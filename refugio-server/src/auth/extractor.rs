//! JWT Extractor
//!
//! Custom extractor that validates the bearer token; protected handlers
//! just take a [`CurrentUser`] argument.

use axum::{extract::FromRequestParts, http::request::Parts};

use shared::error::ApiError;

use crate::auth::{CurrentUser, JwtService};
use crate::core::ServerState;

impl FromRequestParts<ServerState> for CurrentUser {
    type Rejection = ApiError;

    async fn from_request_parts(
        parts: &mut Parts,
        state: &ServerState,
    ) -> Result<Self, Self::Rejection> {
        // Already extracted earlier in the request
        if let Some(user) = parts.extensions.get::<CurrentUser>() {
            return Ok(user.clone());
        }

        let auth_header = parts
            .headers
            .get(http::header::AUTHORIZATION)
            .and_then(|h| h.to_str().ok());

        let token = match auth_header {
            Some(header) => JwtService::extract_from_header(header)
                .ok_or_else(|| ApiError::invalid_token("Invalid authorization header"))?,
            None => {
                tracing::warn!(uri = %parts.uri, "Request without credentials to protected route");
                return Err(ApiError::unauthorized("Authentication required"));
            }
        };

        match state.jwt_service.validate_token(token) {
            Ok(claims) => {
                let user = CurrentUser::from(claims);
                parts.extensions.insert(user.clone());
                Ok(user)
            }
            Err(e) => {
                tracing::warn!(uri = %parts.uri, error = %e, "Token validation failed");
                match e {
                    crate::auth::JwtError::ExpiredToken => Err(ApiError::TokenExpired),
                    _ => Err(ApiError::invalid_token("Invalid token")),
                }
            }
        }
    }
}
//! Order API Handlers

use axum::{
    Json,
    extract::{Path, Query, State},
    http::StatusCode,
};
use chrono::{DateTime, Local, NaiveDate, NaiveTime, TimeZone, Utc};
use serde::Deserialize;

use shared::order::OrderStatus;
use shared::response::ApiResponse;

use crate::auth::CurrentUser;
use crate::core::ServerState;
use crate::db::models::{CancelOrderRequest, CreateOrderRequest, Order, UpdateStatusRequest};
use crate::orders::{OrderListFilter, SalesStats};
use crate::utils::AppResult;

/// Query params for the admin order listing
#[derive(Debug, Deserialize)]
pub struct ListQuery {
    pub status: Option<OrderStatus>,
    #[serde(rename = "startDate")]
    pub start_date: Option<String>,
    #[serde(rename = "endDate")]
    pub end_date: Option<String>,
    #[serde(default = "default_limit")]
    pub limit: i64,
}

fn default_limit() -> i64 {
    50
}

/// Parse a date filter: RFC 3339 instants pass through, bare dates become
/// local day bounds (start or end of the day).
fn parse_date_bound(value: &str, end_of_day: bool) -> Option<DateTime<Utc>> {
    if let Ok(instant) = DateTime::parse_from_rfc3339(value) {
        return Some(instant.with_timezone(&Utc));
    }

    let date = NaiveDate::parse_from_str(value, "%Y-%m-%d").ok()?;
    let time = if end_of_day {
        NaiveTime::from_hms_milli_opt(23, 59, 59, 999)?
    } else {
        NaiveTime::MIN
    };
    Local
        .from_local_datetime(&date.and_time(time))
        .earliest()
        .map(|dt| dt.with_timezone(&Utc))
}

/// POST /api/orders - checkout (public)
pub async fn create(
    State(state): State<ServerState>,
    Json(payload): Json<CreateOrderRequest>,
) -> AppResult<(StatusCode, Json<ApiResponse<Order>>)> {
    let order = state.order_service().create_order(payload).await?;

    Ok((
        StatusCode::CREATED,
        Json(ApiResponse::ok_with_message(
            order,
            "Order created successfully",
        )),
    ))
}

/// GET /api/orders - admin listing, newest first
pub async fn list(
    State(state): State<ServerState>,
    _user: CurrentUser,
    Query(query): Query<ListQuery>,
) -> AppResult<Json<ApiResponse<Vec<Order>>>> {
    let filter = OrderListFilter {
        status: query.status,
        start: query
            .start_date
            .as_deref()
            .and_then(|s| parse_date_bound(s, false)),
        end: query
            .end_date
            .as_deref()
            .and_then(|s| parse_date_bound(s, true)),
        limit: query.limit,
    };

    let orders = state.order_service().list(filter).await?;
    let count = orders.len();
    Ok(Json(ApiResponse::ok_with_count(orders, count)))
}

/// GET /api/orders/number/:order_number - tracking lookup (public)
pub async fn get_by_number(
    State(state): State<ServerState>,
    Path(order_number): Path<String>,
) -> AppResult<Json<ApiResponse<Order>>> {
    let order = state.order_service().get_by_number(&order_number).await?;
    Ok(Json(ApiResponse::ok(order)))
}

/// PUT /api/orders/:id/status - admin status transition
pub async fn update_status(
    State(state): State<ServerState>,
    user: CurrentUser,
    Path(id): Path<String>,
    Json(payload): Json<UpdateStatusRequest>,
) -> AppResult<Json<ApiResponse<Order>>> {
    let order = state
        .order_service()
        .update_status(&id, payload.status, &user.name)
        .await?;

    Ok(Json(ApiResponse::ok_with_message(
        order,
        "Status updated successfully",
    )))
}

/// PUT /api/orders/:id/cancel - cancellation (public)
pub async fn cancel(
    State(state): State<ServerState>,
    Path(id): Path<String>,
    Json(payload): Json<CancelOrderRequest>,
) -> AppResult<Json<ApiResponse<Order>>> {
    let order = state
        .order_service()
        .cancel_order(&id, payload.reason)
        .await?;

    Ok(Json(ApiResponse::ok_with_message(
        order,
        "Order cancelled successfully",
    )))
}

/// GET /api/orders/stats/sales - admin sales statistics
pub async fn sales_stats(
    State(state): State<ServerState>,
    _user: CurrentUser,
) -> AppResult<Json<ApiResponse<SalesStats>>> {
    let stats = state.order_service().sales_stats().await?;
    Ok(Json(ApiResponse::ok(stats)))
}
=====
→ **What is being asked**: Looking at the material above, how many lines hold the word "return"? Only the number, please.

→ **Task result**: 3